• _YOUR INSTRUCTIONS_
Your answer should consist of the lines below that hold the word "carry".

____ SOURCE MATERIAL

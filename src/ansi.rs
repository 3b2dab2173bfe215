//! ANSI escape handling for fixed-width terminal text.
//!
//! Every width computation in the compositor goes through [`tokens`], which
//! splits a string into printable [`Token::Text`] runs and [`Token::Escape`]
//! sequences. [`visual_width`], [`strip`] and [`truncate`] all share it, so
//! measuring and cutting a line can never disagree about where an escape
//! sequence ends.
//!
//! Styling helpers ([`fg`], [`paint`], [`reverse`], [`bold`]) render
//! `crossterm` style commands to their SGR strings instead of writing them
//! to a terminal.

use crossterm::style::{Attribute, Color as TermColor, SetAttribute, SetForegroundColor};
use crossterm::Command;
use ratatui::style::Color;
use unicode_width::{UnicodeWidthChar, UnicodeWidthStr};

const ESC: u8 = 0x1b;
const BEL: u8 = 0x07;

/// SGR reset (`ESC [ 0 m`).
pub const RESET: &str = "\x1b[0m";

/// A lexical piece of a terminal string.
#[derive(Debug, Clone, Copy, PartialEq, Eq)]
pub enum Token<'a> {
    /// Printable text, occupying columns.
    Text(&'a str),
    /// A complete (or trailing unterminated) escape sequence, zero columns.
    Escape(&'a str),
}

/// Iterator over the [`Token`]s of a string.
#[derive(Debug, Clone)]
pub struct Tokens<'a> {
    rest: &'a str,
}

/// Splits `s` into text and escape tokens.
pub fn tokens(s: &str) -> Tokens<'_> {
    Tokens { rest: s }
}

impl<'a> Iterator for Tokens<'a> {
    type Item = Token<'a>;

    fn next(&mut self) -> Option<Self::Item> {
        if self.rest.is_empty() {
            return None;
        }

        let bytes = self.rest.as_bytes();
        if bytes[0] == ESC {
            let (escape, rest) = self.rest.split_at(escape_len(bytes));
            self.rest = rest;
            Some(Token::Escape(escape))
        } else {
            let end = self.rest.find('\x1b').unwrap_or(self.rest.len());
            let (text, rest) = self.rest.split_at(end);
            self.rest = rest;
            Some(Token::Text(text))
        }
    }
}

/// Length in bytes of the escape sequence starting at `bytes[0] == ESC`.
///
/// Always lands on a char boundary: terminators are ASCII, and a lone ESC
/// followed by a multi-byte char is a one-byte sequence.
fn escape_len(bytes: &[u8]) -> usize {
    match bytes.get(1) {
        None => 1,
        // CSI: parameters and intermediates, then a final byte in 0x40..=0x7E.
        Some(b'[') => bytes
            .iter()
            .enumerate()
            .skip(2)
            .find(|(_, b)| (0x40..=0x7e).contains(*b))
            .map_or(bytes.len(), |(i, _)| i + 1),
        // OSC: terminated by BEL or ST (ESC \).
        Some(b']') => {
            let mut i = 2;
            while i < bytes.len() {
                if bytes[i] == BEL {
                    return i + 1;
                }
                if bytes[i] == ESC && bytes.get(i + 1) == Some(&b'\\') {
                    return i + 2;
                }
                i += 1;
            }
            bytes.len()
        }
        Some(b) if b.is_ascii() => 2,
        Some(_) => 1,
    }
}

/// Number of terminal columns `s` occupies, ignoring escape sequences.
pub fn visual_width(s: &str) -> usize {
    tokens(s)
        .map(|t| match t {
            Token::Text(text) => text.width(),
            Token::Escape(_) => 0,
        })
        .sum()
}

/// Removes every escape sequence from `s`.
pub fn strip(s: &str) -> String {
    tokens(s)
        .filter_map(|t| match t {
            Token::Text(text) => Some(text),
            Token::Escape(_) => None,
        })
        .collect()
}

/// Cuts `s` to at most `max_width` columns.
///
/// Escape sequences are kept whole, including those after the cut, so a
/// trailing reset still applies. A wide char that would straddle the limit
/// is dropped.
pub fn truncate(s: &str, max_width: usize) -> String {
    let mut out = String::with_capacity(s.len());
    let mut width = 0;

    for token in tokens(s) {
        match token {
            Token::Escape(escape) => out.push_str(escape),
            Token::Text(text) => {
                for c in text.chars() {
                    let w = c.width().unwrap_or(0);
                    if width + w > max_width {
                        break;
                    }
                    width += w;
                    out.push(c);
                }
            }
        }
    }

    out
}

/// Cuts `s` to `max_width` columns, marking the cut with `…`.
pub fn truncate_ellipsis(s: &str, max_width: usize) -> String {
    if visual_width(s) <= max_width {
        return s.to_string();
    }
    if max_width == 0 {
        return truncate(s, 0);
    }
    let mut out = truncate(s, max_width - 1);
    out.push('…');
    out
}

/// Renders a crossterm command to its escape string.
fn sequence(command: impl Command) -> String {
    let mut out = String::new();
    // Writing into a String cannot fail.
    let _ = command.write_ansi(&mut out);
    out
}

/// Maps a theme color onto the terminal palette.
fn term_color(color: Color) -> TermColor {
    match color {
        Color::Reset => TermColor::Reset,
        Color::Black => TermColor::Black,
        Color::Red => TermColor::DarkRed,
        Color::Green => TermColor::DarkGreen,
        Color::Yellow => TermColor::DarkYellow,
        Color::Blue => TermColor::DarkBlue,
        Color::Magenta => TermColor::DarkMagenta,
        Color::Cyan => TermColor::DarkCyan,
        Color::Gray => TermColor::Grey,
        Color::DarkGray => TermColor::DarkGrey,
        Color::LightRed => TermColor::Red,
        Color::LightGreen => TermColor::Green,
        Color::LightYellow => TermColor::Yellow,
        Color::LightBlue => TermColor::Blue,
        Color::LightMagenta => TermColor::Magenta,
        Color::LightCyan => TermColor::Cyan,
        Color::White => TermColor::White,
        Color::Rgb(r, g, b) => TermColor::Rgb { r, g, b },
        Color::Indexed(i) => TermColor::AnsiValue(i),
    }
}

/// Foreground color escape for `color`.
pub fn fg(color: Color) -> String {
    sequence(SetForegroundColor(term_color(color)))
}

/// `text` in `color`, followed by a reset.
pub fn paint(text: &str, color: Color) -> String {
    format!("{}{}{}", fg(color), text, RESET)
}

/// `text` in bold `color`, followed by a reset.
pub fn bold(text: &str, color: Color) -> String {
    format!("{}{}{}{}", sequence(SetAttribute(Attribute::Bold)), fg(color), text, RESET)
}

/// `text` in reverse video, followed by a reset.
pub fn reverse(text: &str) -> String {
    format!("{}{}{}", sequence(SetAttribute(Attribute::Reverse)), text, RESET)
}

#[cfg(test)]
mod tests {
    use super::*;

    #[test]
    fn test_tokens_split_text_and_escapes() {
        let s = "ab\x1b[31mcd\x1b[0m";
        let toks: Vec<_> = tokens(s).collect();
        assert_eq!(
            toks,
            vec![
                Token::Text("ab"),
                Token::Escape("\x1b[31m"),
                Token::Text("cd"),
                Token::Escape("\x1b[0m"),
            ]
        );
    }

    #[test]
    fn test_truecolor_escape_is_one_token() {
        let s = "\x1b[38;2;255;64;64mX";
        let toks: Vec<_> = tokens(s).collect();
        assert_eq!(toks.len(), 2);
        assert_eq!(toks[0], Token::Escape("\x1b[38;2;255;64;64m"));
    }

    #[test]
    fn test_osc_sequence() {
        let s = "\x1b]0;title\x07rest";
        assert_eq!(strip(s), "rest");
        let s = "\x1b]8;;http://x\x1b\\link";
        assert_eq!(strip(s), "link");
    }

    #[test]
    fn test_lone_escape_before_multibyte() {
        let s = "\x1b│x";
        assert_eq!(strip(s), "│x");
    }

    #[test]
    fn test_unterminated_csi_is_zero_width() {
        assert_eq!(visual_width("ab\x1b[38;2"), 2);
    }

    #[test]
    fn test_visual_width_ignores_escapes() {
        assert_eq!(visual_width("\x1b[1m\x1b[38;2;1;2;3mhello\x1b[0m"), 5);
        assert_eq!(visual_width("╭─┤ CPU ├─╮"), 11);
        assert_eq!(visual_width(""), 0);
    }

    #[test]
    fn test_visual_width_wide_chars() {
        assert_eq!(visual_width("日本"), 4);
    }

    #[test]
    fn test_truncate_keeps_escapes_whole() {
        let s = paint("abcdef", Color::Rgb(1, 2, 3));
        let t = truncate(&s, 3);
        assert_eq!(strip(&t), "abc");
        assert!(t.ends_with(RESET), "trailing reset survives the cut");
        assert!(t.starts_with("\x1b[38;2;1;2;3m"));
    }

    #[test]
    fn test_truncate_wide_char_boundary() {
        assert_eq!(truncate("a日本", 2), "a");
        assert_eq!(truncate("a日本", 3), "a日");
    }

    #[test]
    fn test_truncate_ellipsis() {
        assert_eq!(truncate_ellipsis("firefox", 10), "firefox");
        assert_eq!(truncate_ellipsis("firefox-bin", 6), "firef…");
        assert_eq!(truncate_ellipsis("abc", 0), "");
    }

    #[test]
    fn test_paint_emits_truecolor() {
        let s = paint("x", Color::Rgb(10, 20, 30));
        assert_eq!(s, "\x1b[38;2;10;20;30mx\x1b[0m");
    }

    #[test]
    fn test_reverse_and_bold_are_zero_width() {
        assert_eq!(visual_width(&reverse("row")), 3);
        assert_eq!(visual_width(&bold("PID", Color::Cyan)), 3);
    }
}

________
____ SOURCE MATERIAL

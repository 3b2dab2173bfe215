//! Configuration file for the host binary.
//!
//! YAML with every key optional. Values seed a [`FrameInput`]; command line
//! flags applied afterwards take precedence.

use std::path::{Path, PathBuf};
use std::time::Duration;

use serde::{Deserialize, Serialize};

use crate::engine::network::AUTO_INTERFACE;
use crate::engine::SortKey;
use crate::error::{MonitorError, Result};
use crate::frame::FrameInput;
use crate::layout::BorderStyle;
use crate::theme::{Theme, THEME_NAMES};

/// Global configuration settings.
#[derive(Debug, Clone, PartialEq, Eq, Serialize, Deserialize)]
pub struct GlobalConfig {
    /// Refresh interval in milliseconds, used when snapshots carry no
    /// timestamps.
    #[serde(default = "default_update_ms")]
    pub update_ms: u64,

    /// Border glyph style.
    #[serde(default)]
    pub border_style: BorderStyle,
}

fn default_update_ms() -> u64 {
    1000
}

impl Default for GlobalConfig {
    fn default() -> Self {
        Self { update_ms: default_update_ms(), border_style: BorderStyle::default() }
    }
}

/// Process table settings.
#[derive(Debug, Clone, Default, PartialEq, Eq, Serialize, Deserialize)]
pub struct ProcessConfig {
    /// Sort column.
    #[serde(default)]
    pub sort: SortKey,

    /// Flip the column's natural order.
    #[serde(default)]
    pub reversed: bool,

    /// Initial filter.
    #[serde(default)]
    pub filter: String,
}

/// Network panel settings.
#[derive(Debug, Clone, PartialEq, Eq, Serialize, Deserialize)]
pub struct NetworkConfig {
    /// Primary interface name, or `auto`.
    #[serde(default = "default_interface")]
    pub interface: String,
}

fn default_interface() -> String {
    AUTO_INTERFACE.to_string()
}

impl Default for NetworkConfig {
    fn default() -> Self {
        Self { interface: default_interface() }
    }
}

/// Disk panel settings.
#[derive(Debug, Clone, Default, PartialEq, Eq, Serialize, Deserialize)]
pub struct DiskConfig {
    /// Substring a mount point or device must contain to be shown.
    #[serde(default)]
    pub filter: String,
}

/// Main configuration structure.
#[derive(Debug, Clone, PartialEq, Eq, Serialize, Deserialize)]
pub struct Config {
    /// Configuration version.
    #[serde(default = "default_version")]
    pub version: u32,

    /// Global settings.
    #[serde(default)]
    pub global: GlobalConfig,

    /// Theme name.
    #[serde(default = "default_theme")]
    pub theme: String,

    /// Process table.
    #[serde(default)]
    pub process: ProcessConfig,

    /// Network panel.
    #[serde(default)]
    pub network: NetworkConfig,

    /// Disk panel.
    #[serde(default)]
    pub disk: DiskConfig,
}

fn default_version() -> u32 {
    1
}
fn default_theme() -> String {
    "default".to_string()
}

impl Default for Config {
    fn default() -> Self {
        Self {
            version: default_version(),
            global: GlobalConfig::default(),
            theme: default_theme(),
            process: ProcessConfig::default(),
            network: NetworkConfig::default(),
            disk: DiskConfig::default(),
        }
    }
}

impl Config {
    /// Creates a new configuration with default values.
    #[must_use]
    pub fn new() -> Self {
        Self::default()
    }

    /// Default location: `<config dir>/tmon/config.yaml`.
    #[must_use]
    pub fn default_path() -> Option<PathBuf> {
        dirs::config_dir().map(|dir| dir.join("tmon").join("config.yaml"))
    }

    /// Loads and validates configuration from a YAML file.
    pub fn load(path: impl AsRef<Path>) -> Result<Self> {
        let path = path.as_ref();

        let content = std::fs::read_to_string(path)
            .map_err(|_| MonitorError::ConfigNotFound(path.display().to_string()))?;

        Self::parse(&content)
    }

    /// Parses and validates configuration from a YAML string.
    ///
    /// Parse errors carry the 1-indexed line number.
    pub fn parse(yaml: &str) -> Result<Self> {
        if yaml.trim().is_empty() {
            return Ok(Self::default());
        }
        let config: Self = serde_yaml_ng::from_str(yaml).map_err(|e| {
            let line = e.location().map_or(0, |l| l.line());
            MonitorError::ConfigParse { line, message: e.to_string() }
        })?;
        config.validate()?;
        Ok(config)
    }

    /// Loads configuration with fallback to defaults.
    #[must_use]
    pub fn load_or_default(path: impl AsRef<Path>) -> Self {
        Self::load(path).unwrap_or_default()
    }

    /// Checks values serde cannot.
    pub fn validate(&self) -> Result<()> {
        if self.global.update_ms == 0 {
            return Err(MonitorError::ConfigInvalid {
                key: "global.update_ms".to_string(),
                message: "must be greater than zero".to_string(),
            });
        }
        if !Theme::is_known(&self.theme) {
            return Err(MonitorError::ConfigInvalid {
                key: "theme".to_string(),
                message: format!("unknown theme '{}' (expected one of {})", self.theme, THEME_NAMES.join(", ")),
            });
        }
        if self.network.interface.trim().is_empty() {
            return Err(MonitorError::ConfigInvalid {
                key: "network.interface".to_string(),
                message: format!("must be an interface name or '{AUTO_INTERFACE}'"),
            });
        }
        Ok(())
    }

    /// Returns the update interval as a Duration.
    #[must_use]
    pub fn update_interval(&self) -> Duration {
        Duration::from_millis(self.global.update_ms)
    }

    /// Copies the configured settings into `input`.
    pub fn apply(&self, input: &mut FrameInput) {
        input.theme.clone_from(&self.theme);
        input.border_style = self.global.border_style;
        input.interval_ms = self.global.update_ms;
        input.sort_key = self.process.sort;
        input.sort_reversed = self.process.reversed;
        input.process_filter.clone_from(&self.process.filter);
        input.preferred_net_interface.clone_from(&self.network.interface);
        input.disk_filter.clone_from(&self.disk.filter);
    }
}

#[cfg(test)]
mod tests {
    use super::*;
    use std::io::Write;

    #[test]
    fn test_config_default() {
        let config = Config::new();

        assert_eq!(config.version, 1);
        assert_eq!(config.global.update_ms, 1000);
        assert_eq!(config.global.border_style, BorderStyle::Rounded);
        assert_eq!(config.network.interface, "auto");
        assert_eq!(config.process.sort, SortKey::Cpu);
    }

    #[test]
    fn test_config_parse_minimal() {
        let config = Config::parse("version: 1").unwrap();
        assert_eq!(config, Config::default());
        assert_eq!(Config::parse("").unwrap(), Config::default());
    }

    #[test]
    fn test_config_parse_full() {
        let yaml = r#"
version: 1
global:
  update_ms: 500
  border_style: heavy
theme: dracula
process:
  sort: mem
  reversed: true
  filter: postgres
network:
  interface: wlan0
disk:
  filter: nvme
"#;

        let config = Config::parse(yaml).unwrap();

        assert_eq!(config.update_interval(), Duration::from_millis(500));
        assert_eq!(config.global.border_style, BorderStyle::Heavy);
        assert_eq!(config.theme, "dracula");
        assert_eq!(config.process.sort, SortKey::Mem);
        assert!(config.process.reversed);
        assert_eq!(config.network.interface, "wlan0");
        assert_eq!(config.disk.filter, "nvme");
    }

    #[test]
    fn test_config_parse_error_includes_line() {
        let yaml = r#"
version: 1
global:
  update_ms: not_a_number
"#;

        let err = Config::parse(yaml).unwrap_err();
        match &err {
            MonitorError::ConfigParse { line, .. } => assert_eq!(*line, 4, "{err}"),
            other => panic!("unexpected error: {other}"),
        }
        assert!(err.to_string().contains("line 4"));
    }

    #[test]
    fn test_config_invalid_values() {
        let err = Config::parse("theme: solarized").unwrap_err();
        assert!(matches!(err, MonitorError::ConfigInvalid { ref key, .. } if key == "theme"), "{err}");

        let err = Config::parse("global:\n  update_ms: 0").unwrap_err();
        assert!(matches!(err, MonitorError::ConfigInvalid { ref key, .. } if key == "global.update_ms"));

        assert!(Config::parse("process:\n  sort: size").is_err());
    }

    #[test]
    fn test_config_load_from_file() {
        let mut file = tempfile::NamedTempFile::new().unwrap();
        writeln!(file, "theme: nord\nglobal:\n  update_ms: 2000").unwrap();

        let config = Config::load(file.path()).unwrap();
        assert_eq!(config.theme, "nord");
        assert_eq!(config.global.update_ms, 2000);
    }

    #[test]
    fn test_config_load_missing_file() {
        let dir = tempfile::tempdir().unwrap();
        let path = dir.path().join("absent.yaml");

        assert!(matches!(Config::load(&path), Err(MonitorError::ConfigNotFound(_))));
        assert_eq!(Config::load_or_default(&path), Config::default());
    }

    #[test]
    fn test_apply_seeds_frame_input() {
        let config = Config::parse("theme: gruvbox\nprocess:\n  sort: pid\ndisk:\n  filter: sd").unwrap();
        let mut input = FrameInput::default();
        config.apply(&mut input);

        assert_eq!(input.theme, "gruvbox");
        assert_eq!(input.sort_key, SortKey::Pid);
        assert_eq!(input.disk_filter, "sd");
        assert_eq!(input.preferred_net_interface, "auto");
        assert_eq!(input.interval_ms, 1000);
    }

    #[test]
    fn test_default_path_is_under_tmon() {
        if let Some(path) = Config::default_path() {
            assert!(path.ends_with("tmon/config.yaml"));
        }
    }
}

________

• _EXERCISE SOLUTION_
    /// Refresh interval in milliseconds, used when snapshots carry no
    /// Parse errors carry the 1-indexed line number.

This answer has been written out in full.